Die USA hatten in den vergangenen Tagen Ziele im Iran angegriffen und das mit Attacken auf Handelsschiffe in der für den globalen Handel mit Öl, Gas und Dünger wichtigen Meerenge begründet. Am Freitag bekräftigte US-Präsident Trump das Ende der Waffenruhe im Krieg mit dem Iran. Zugleich ließ er aber die Tür für Gespräche offen.
Teheran habe um eine Fortführung von Gesprächen gebeten, und die USA hätten zugestimmt, schrieb Trump auf seiner Plattform Truth Social. Das Wort Gespräche setzte er in Anführungszeichen. Irans Außenminister Abbas Araghtschi reiste unterdessen in Omans Hauptstadt Maskat, um mit seinem dortigen Amtskollegen Badr al-Busaidi über die Straße von Hormus zu beraten.
Eine Morddrohung und tausende Raketen
Dass die Beziehungen zwischen den USA und dem Iran extrem angespannt sind, machen auch neue Äußerungen von US-Präsident Trump deutlich. Er warf dem Iran vor, ein Attentat auf ihn zu planen.

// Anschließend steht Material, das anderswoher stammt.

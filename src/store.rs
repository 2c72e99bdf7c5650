// 🗄️ Bill Store - Remote data client seam
// All network I/O lives behind this trait; the core only sees futures

use serde::{Deserialize, Serialize};
use std::future::Future;
use thiserror::Error;
use uuid::Uuid;

// ============================================================================
// ERRORS
// ============================================================================

/// Failure of a remote store operation.
///
/// The API variant carries the server's human-readable message verbatim
/// ("Erreur 404", "Erreur 500"). Callers surface it unchanged - no retry,
/// no local fallback.
#[derive(Error, Debug, Clone, PartialEq, Eq)]
pub enum StoreError {
    #[error("{0}")]
    Api(String),
}

// ============================================================================
// WIRE TYPES
// ============================================================================

/// RawBill - An expense entry exactly as the remote client returns it.
/// Immutable once received; normalization happens downstream.
#[derive(Debug, Clone, PartialEq, Serialize, Deserialize)]
#[serde(rename_all = "camelCase")]
pub struct RawBill {
    pub id: String,

    /// ISO-8601-like date string ("2004-04-04"). Kept raw here; display
    /// formatting is a view concern.
    pub date: String,

    /// Raw status code: "pending", "accepted", "refused", or anything
    /// else the backend decides to emit.
    pub status: String,

    /// Expense category ("Hôtel et logement", "Transports", ...)
    #[serde(rename = "type")]
    pub bill_type: String,

    pub name: String,
    pub amount: i64,

    #[serde(default)]
    pub vat: String,

    #[serde(default = "default_pct")]
    pub pct: u32,

    #[serde(default)]
    pub commentary: String,

    #[serde(default)]
    pub file_url: Option<String>,

    #[serde(default)]
    pub file_name: Option<String>,

    #[serde(default)]
    pub email: String,
}

fn default_pct() -> u32 {
    20
}

/// Receipt returned when a justificatif file is attached to a new bill.
#[derive(Debug, Clone, PartialEq, Deserialize)]
pub struct CreateReceipt {
    pub file_url: String,
    pub key: String,
}

/// Payload for attaching the justificatif file (multipart upload upstream).
#[derive(Debug, Clone)]
pub struct CreatePayload {
    pub file_name: String,
    pub file: Vec<u8>,
    pub email: String,
}

/// Payload for submitting the completed bill form.
#[derive(Debug, Clone, Serialize)]
#[serde(rename_all = "camelCase")]
pub struct BillPayload {
    /// Selector of the bill created at file-attach time.
    #[serde(skip_serializing)]
    pub key: String,

    pub email: String,

    #[serde(rename = "type")]
    pub bill_type: String,

    pub name: String,
    pub amount: i64,
    pub date: String,
    pub vat: String,
    pub pct: u32,
    pub commentary: String,
    pub file_url: Option<String>,
    pub file_name: Option<String>,
    pub status: String,
}

// ============================================================================
// STORE TRAIT
// ============================================================================

/// BillStore - The data client the bill containers are bound to.
///
/// Mirrors the remote API: `list` fetches every bill visible to the current
/// session, `create` attaches a justificatif and reserves a bill key,
/// `update` submits the completed form.
///
/// Each operation either resolves or rejects; there are no timeouts or
/// retries at this layer.
pub trait BillStore: Send + Sync {
    fn list(&self) -> impl Future<Output = Result<Vec<RawBill>, StoreError>> + Send;

    fn create(
        &self,
        payload: CreatePayload,
    ) -> impl Future<Output = Result<CreateReceipt, StoreError>> + Send;

    fn update(
        &self,
        payload: BillPayload,
    ) -> impl Future<Output = Result<RawBill, StoreError>> + Send;
}

// ============================================================================
// MOCK STORE (fixtures for tests and the demo binary)
// ============================================================================

/// In-memory stand-in for the remote API.
///
/// `list` resolves the fixture set, `create` resolves a localhost receipt
/// with a fresh key, `update` echoes the submitted bill back.
#[derive(Debug, Default, Clone)]
pub struct MockStore;

impl MockStore {
    pub fn new() -> Self {
        MockStore
    }
}

impl BillStore for MockStore {
    async fn list(&self) -> Result<Vec<RawBill>, StoreError> {
        Ok(fixture_bills())
    }

    async fn create(&self, _payload: CreatePayload) -> Result<CreateReceipt, StoreError> {
        Ok(CreateReceipt {
            file_url: "https://localhost:3456/images/test.jpg".to_string(),
            key: Uuid::new_v4().to_string(),
        })
    }

    async fn update(&self, payload: BillPayload) -> Result<RawBill, StoreError> {
        Ok(RawBill {
            id: payload.key,
            date: payload.date,
            status: payload.status,
            bill_type: payload.bill_type,
            name: payload.name,
            amount: payload.amount,
            vat: payload.vat,
            pct: payload.pct,
            commentary: payload.commentary,
            file_url: payload.file_url,
            file_name: payload.file_name,
            email: payload.email,
        })
    }
}

/// Four bills with distinct dates and every known status code.
pub fn fixture_bills() -> Vec<RawBill> {
    vec![
        RawBill {
            id: "47qAXb6fIm2zOKkLzMro".to_string(),
            date: "2004-04-04".to_string(),
            status: "pending".to_string(),
            bill_type: "Hôtel et logement".to_string(),
            name: "encore".to_string(),
            amount: 400,
            vat: "80".to_string(),
            pct: 20,
            commentary: "séminaire billed".to_string(),
            file_url: Some("https://localhost:3456/images/justificatif-4.jpg".to_string()),
            file_name: Some("justificatif-4.jpg".to_string()),
            email: "a@a".to_string(),
        },
        RawBill {
            id: "BeKy5Mo4jkmdfPGYpTxZ".to_string(),
            date: "2001-01-01".to_string(),
            status: "refused".to_string(),
            bill_type: "Restaurants et bars".to_string(),
            name: "test1".to_string(),
            amount: 100,
            vat: String::new(),
            pct: 20,
            commentary: "repas d'équipe".to_string(),
            file_url: Some("https://localhost:3456/images/justificatif-1.jpg".to_string()),
            file_name: Some("justificatif-1.jpg".to_string()),
            email: "a@a".to_string(),
        },
        RawBill {
            id: "UIUZtnPQvnbFnB0ozvJh".to_string(),
            date: "2003-03-03".to_string(),
            status: "accepted".to_string(),
            bill_type: "Services en ligne".to_string(),
            name: "test3".to_string(),
            amount: 300,
            vat: "60".to_string(),
            pct: 20,
            commentary: "abonnement annuel".to_string(),
            file_url: Some("https://localhost:3456/images/justificatif-3.jpg".to_string()),
            file_name: Some("justificatif-3.jpg".to_string()),
            email: "a@a".to_string(),
        },
        RawBill {
            id: "qcCK3SzECmaZAGRrHjaC".to_string(),
            date: "2002-02-02".to_string(),
            status: "refused".to_string(),
            bill_type: "Transports".to_string(),
            name: "test2".to_string(),
            amount: 200,
            vat: "40".to_string(),
            pct: 20,
            commentary: String::new(),
            file_url: Some("https://localhost:3456/images/justificatif-2.jpg".to_string()),
            file_name: Some("justificatif-2.jpg".to_string()),
            email: "a@a".to_string(),
        },
    ]
}

// ============================================================================
// TESTS
// ============================================================================

#[cfg(test)]
mod tests {
    use super::*;

    #[test]
    fn test_fixture_bills_have_distinct_dates() {
        let bills = fixture_bills();
        assert_eq!(bills.len(), 4);

        let mut dates: Vec<&str> = bills.iter().map(|b| b.date.as_str()).collect();
        dates.sort();
        dates.dedup();
        assert_eq!(dates.len(), 4);
    }

    #[test]
    fn test_store_error_message_is_verbatim() {
        let err = StoreError::Api("Erreur 404".to_string());
        assert_eq!(err.to_string(), "Erreur 404");
    }

    #[test]
    fn test_raw_bill_wire_format() {
        let json = r#"{
            "id": "abc123",
            "date": "2004-04-04",
            "status": "pending",
            "type": "Transports",
            "name": "vol Paris-Londres",
            "amount": 348,
            "vat": "70",
            "pct": 20,
            "commentary": "",
            "fileUrl": "https://localhost:3456/images/justificatif.jpg",
            "fileName": "justificatif.jpg",
            "email": "a@a"
        }"#;

        let bill: RawBill = serde_json::from_str(json).unwrap();
        assert_eq!(bill.bill_type, "Transports");
        assert_eq!(bill.file_name.as_deref(), Some("justificatif.jpg"));
        assert_eq!(bill.amount, 348);
    }

    #[test]
    fn test_raw_bill_missing_optionals_default() {
        // Backend records created before the upload step have no file yet
        let json = r#"{
            "id": "abc123",
            "date": "2004-04-04",
            "status": "pending",
            "type": "Transports",
            "name": "vol",
            "amount": 348
        }"#;

        let bill: RawBill = serde_json::from_str(json).unwrap();
        assert_eq!(bill.file_url, None);
        assert_eq!(bill.pct, 20);
        assert_eq!(bill.email, "");
    }

    #[tokio::test]
    async fn test_mock_store_list_resolves_fixtures() {
        let store = MockStore::new();
        let bills = store.list().await.unwrap();
        assert_eq!(bills.len(), 4);
        assert_eq!(bills[0].name, "encore");
    }

    #[tokio::test]
    async fn test_mock_store_create_resolves_receipt() {
        let store = MockStore::new();
        let receipt = store
            .create(CreatePayload {
                file_name: "photo.png".to_string(),
                file: vec![0xFF, 0xD8],
                email: "a@a".to_string(),
            })
            .await
            .unwrap();

        assert_eq!(receipt.file_url, "https://localhost:3456/images/test.jpg");
        assert!(!receipt.key.is_empty());
    }
}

"1000 Raketen sind schussbereit und auf die Islamische Republik Iran gerichtet, und Tausende weitere werden unmittelbar folgen, sollte die iranische Regierung ihre in vielen Teilen der Welt ausgesprochene Drohung wahr machen, den amtierenden Präsidenten der Vereinigten Staaten von Amerika, in diesem Fall MICH, zu ermorden oder das zu versuchen", schrieb Trump auf seiner Plattform Truth Social.
"Die Befehle wurden bereits erteilt, und das US-Militär ist bereit, willens und in der Lage, innerhalb eines Jahres, vorbehaltlich einer Verlängerung, alle Gebiete des Irans vollständig zu dezimieren und zu zerstören", so Trump weiter.